2) ''Repórter investigativo'', expressão que tem sido repetida à exaustão nos comentários sobre ''Spotlight'', é pleonasmo. Todo repórter investiga, é da natureza do seu ofício. As investigações podem tomar mais ou menos tempo, guardar grandes ou modestas ambições jornalísticas. Mas, se há repórter na parada, há investigação, a denominação mais presunçosa de apuração. O jornalismo reúne gêneros que não exigem necessariamente investigação. A crônica alimenta-se, acima de tudo, da observação. Ao contrário do gênero da reportagem, que impõe investigar.
3) Sem bilheteria não tem circo. A premissa, lição que ouvi por muitos anos, aplica-se também ao jornalismo. Uma equipe como a do ''Boston Globe'' custa caro. Há de pagar salários, viagens, infra, advogados. Sem investimento em investigações profundas, grupos de repórteres como o que protagoniza o filme tendem a ser mais enxutos e correm o risco de extinção. Como o jornalismo é serviço público, ainda que exercido por empreendimentos privados, quem perde são os cidadãos.
4) Não basta bilheteria. Independência editorial é indispensável. Dois segmentos em relação aos quais o jornalismo costuma se sentir intimidado são a Igreja católica e o Judiciário. Talvez, inclusive no Brasil, a independência tenha progredido nos últimos anos. Talvez.
5) Poucos males são tão daninhos numa redação jornalística quanto a inércia. ''Spotlight'' mostra a resistência ao escrutínio de crimes de padres pedófilos. ''Já demos'' é o mantra de quem, alegando notícia discreta veiculada antes, resiste a se arriscar em investigações trabalhosas que exponham mais do que a superfície.

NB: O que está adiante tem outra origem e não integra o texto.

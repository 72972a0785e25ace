//! # Payreq
//!
//! Request construction and validation for a remote payments API.
//!
//! Payreq provides a structured approach to building outbound API calls
//! with support for:
//!
//! - **Declarative contracts**: Each request type declares defaults, required
//!   and locked parameters as a delta over its parent type
//! - **Validated setters**: Ids, URLs, dates, currencies and bounds are checked
//!   where they are set
//! - **Extension points**: Subscribers may replace a request with a more
//!   specific one before it is sent
//! - **Immutable responses**: Replies are wrapped in read-only containers or
//!   typed domain objects
//! - **Result shaping**: List replies can be filtered by derived status,
//!   searched and sorted client-side
//!
//! ## Quick Start
//!
//! ```rust,ignore
//! use payreq::prelude::*;
//!
//! let mut request = CreateIntention::create(transport, None)?;
//! request.set_amount(1500)?;
//! request.set_currency_code("eur")?;
//!
//! let filters = FilterRegistry::new();
//! let reply = send(request.boxed(), &filters)?;
//! let intention = reply.as_intention();
//! ```

#![forbid(unsafe_code)]
#![warn(
    clippy::all,
    clippy::pedantic,
    missing_docs,
    rust_2018_idioms
)]
#![allow(
    clippy::module_name_repetitions,
    clippy::must_use_candidate,
    clippy::missing_errors_doc,
    clippy::missing_panics_doc
)]

pub mod capabilities;
pub mod config;
pub mod contracts;
pub mod domain;
pub mod errors;
pub mod extensions;
pub mod observability;
pub mod request;
pub mod requests;
pub mod response;
pub mod rest;
pub mod results;
pub mod testing;
pub mod validation;

mod integration_tests;

/// Prelude module for convenient imports
pub mod prelude {
    pub use crate::capabilities::{
        DateFilters, ModeFlag, OrderDetails, OrderInfo, OrderLookup, Pagination,
    };
    pub use crate::config::{LoggingConfig, PayreqConfig, SiteConfig};
    pub use crate::contracts::{DefaultValue, HttpMethod, RequestDescriptor};
    pub use crate::domain::{Charge, PaymentIntention};
    pub use crate::errors::{
        ImmutableParameterError, InvalidRequestParameterError, PayreqError, Result,
        ServerRequestError, ServerResponseError, TransportError,
    };
    pub use crate::extensions::{FilterRegistry, RequestFilter};
    pub use crate::request::{
        send, ApiClient, FormattedReply, GenericRequest, HttpTransport, PreparedRequest, Request,
        RequestType, Transport,
    };
    pub use crate::requests::{
        ConfirmationFields, CreateAndConfirmIntention, CreateIntention, GetAccountLogin,
        GetCharge, GetIntention, IntentionFields, ListFraudOutcomeTransactions,
        PlatformCheckoutCreateAndConfirmIntention, RefundCharge,
    };
    pub use crate::response::Response;
    pub use crate::rest::{list_fraud_outcomes_from_rest, RestParameters};
    pub use crate::results::{FilterSpec, ProcessedResults, SortDirection, StatusBucket};
}
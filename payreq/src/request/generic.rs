//! A request for endpoints without a dedicated type.

use super::{Request, RequestCore, RequestType, Transport};
use crate::contracts::{HttpMethod, RequestDescriptor};
use crate::errors::{Result, ServerRequestError};

static GENERIC: RequestDescriptor = RequestDescriptor {
    name: "generic",
    extension_point: Some("payreq_generic_request"),
    ..RequestDescriptor::BLANK
};

/// Endpoint and method of a [`GenericRequest`], kept on its core.
#[derive(Debug, Clone, Default)]
struct GenericRoute {
    api: Option<String>,
    method: Option<HttpMethod>,
}

/// Request whose endpoint and method are supplied at runtime.
///
/// Both must be set before the request can be prepared. Any parameter may
/// be set; nothing is required or locked.
#[derive(Debug)]
pub struct GenericRequest {
    core: RequestCore,
}

impl GenericRequest {
    /// Creates a request for `api` with `method` and initial parameters.
    pub fn with_route(
        transport: Transport,
        api: impl Into<String>,
        method: HttpMethod,
        params: impl IntoIterator<Item = (String, serde_json::Value)>,
    ) -> Result<Self> {
        let mut request = Self::create(transport, None)?;
        request.set_api(api);
        request.set_method(method);
        for (key, value) in params {
            request.set(key, value)?;
        }
        Ok(request)
    }

    fn route(&self) -> GenericRoute {
        self.core
            .attachments()
            .get::<GenericRoute>()
            .cloned()
            .unwrap_or_default()
    }

    /// Sets the endpoint path.
    pub fn set_api(&mut self, api: impl Into<String>) {
        let route = GenericRoute {
            api: Some(api.into()),
            ..self.route()
        };
        self.core.attach(route);
    }

    /// Sets the HTTP method.
    pub fn set_method(&mut self, method: HttpMethod) {
        let route = GenericRoute {
            method: Some(method),
            ..self.route()
        };
        self.core.attach(route);
    }

    /// Sets any parameter. Generic endpoints declare no fields to validate.
    pub fn set(&mut self, key: impl Into<String>, value: impl Into<serde_json::Value>) -> Result<()> {
        self.core.set_param(key, value)
    }

    /// Removes an explicit parameter.
    pub fn unset(&mut self, key: &str) {
        self.core.unset_param(key);
    }
}

impl Request for GenericRequest {
    fn core(&self) -> &RequestCore {
        &self.core
    }

    fn core_mut(&mut self) -> &mut RequestCore {
        &mut self.core
    }

    fn get_api(&self) -> Result<String> {
        self.route().api.ok_or_else(|| {
            ServerRequestError::new("Generic request requires an explicit endpoint").into()
        })
    }

    fn get_method(&self) -> Result<HttpMethod> {
        self.route().method.ok_or_else(|| {
            ServerRequestError::new("Generic request requires an explicit HTTP method").into()
        })
    }
}

impl RequestType for GenericRequest {
    fn type_descriptor() -> &'static RequestDescriptor {
        &GENERIC
    }

    fn from_core(core: RequestCore) -> Self {
        Self { core }
    }
}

6) Sei que muitos jornalistas brasileiros têm aplaudido ''Spotlight''. Também sei que é comum nas redações alguns jornalistas tomarem por vagabundos e preguiçosos os repórteres integrantes de equipes de investigação de fôlego. Seriam vagabundos e preguiçosos porque publicam pouco. Os colegas do ''Boston Globe'' tocaram por cinco meses a apuração sobre pedofilia antes de publicar a reportagem inaugural da premiada série.